- [WORK INSTRUCTION]:
Copy, exactly and without additions, every line in the records below from the one holding "filename src/error.rs" through the one holding "holds this entity", both ends included.

- [DATASET RECORDS]:
*** Begin section ***

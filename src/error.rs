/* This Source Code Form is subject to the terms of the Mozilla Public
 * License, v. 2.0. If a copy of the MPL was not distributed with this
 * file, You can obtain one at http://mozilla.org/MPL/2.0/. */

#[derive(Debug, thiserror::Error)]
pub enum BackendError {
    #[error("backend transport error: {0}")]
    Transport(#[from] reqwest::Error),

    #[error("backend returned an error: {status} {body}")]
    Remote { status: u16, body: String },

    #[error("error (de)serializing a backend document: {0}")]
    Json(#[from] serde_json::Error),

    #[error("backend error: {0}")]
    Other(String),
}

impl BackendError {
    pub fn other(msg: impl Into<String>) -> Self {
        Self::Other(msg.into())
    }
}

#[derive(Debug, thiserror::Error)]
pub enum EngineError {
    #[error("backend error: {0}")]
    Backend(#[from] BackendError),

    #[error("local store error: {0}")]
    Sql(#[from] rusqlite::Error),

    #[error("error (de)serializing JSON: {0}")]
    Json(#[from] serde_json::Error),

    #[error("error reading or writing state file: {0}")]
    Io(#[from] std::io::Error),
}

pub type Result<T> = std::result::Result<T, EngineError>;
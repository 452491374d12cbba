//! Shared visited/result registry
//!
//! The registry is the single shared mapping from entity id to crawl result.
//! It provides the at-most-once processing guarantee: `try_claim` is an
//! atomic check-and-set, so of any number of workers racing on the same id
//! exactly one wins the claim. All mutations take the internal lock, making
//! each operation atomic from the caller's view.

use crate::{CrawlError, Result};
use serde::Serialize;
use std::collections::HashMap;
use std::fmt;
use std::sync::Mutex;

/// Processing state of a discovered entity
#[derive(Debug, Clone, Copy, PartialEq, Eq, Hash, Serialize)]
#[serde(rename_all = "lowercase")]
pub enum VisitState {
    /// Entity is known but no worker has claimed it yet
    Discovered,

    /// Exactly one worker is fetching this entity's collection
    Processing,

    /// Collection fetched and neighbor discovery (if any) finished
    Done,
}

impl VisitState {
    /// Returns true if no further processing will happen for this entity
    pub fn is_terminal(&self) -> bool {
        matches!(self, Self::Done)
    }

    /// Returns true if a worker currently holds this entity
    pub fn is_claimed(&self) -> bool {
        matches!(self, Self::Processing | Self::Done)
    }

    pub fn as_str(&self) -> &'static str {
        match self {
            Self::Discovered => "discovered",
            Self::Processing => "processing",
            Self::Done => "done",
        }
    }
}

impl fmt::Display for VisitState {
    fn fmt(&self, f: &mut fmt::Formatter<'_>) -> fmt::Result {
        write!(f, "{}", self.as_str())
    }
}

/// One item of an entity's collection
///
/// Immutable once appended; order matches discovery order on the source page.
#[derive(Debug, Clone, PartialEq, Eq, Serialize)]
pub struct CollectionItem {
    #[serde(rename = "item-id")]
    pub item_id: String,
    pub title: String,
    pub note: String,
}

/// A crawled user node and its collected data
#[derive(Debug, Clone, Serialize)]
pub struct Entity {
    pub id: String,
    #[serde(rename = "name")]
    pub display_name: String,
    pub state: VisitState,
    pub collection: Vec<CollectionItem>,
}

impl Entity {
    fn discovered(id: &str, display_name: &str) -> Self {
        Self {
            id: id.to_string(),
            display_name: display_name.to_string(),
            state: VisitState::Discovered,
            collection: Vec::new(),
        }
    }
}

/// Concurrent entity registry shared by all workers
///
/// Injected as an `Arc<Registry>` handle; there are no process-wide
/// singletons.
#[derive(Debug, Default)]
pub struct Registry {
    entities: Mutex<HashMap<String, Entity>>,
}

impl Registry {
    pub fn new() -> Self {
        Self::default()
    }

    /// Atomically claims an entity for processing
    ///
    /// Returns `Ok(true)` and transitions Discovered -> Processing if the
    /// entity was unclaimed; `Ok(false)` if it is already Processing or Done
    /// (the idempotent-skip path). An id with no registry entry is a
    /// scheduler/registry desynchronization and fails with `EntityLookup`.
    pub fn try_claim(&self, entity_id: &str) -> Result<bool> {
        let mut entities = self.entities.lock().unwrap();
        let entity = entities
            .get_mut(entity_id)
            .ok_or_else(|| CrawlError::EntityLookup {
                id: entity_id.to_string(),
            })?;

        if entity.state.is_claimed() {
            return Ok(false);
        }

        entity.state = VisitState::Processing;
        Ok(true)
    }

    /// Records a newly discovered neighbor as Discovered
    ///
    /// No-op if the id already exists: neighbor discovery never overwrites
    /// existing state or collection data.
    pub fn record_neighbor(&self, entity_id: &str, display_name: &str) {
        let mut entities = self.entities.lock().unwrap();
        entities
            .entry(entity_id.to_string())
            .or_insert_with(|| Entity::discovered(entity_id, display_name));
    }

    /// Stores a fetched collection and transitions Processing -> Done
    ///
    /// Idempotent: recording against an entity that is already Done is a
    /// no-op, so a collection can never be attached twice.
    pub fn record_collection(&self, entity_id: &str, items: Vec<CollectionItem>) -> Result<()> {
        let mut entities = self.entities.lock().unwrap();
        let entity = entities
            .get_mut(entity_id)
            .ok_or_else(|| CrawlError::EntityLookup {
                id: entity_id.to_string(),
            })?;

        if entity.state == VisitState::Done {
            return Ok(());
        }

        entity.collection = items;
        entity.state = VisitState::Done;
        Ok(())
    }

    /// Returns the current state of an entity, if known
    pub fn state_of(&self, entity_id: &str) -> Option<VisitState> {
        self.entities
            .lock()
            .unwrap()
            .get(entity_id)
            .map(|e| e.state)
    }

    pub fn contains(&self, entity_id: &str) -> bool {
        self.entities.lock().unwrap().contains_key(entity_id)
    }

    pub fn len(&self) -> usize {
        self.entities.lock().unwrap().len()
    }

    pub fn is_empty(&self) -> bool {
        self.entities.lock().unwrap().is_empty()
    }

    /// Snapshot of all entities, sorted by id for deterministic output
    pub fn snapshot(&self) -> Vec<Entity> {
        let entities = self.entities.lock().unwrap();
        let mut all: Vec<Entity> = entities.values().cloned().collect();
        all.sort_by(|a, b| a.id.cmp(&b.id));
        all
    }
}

*** End section ***
*** Begin section ***

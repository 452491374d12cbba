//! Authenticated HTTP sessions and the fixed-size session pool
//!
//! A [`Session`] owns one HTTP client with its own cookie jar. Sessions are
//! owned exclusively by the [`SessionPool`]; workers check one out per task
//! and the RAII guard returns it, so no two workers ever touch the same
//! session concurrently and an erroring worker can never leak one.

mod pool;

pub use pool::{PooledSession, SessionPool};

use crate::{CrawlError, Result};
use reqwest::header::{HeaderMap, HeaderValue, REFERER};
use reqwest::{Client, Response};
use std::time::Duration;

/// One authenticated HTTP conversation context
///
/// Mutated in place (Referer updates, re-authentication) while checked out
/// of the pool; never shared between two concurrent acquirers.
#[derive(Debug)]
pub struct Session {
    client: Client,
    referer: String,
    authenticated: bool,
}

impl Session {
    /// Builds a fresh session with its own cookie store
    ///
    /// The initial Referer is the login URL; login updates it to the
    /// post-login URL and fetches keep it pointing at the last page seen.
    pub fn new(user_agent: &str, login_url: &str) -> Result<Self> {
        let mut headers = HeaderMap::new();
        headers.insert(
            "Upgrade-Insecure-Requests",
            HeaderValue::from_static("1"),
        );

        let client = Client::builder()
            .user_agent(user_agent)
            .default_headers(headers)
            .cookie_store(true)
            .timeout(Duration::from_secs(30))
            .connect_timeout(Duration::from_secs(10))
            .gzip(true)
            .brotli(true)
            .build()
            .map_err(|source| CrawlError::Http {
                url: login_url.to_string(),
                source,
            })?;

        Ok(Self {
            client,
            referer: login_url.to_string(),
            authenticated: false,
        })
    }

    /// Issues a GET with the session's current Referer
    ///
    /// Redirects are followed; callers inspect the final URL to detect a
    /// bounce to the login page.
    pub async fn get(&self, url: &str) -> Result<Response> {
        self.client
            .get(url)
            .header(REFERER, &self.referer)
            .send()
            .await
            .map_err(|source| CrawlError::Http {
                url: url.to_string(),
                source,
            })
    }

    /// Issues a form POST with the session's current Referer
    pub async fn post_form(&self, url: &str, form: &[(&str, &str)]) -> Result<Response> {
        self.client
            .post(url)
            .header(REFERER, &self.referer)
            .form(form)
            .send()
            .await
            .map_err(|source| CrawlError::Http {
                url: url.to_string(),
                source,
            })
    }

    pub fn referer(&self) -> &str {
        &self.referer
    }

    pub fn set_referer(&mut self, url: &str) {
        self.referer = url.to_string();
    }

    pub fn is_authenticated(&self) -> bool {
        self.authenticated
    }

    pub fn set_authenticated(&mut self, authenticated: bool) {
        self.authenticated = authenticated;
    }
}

*** End section ***

- [ANSWER TO THIS TASK]:
filename src/error.rs
/* This Source Code Form is subject to the terms of the Mozilla Public
 * License, v. 2.0. If a copy of the MPL was not distributed with this
 * file, You can obtain one at http://mozilla.org/MPL/2.0/. */

#[derive(Debug, thiserror::Error)]
pub enum BackendError {
    #[error("backend transport error: {0}")]
    Transport(#[from] reqwest::Error),

    #[error("backend returned an error: {status} {body}")]
    Remote { status: u16, body: String },

    #[error("error (de)serializing a backend document: {0}")]
    Json(#[from] serde_json::Error),

    #[error("backend error: {0}")]
    Other(String),
}

impl BackendError {
    pub fn other(msg: impl Into<String>) -> Self {
        Self::Other(msg.into())
    }
}

#[derive(Debug, thiserror::Error)]
pub enum EngineError {
    #[error("backend error: {0}")]
    Backend(#[from] BackendError),

    #[error("local store error: {0}")]
    Sql(#[from] rusqlite::Error),

    #[error("error (de)serializing JSON: {0}")]
    Json(#[from] serde_json::Error),

    #[error("error reading or writing state file: {0}")]
    Io(#[from] std::io::Error),
}

pub type Result<T> = std::result::Result<T, EngineError>;
repository 452491374d12cbba
//! Shared visited/result registry
//!
//! The registry is the single shared mapping from entity id to crawl result.
//! It provides the at-most-once processing guarantee: `try_claim` is an
//! atomic check-and-set, so of any number of workers racing on the same id
//! exactly one wins the claim. All mutations take the internal lock, making
//! each operation atomic from the caller's view.

use crate::{CrawlError, Result};
use serde::Serialize;
use std::collections::HashMap;
use std::fmt;
use std::sync::Mutex;

/// Processing state of a discovered entity
#[derive(Debug, Clone, Copy, PartialEq, Eq, Hash, Serialize)]
#[serde(rename_all = "lowercase")]
pub enum VisitState {
    /// Entity is known but no worker has claimed it yet
    Discovered,

    /// Exactly one worker is fetching this entity's collection
    Processing,

    /// Collection fetched and neighbor discovery (if any) finished
    Done,
}

impl VisitState {
    /// Returns true if no further processing will happen for this entity
    pub fn is_terminal(&self) -> bool {
        matches!(self, Self::Done)
    }

    /// Returns true if a worker currently holds this entity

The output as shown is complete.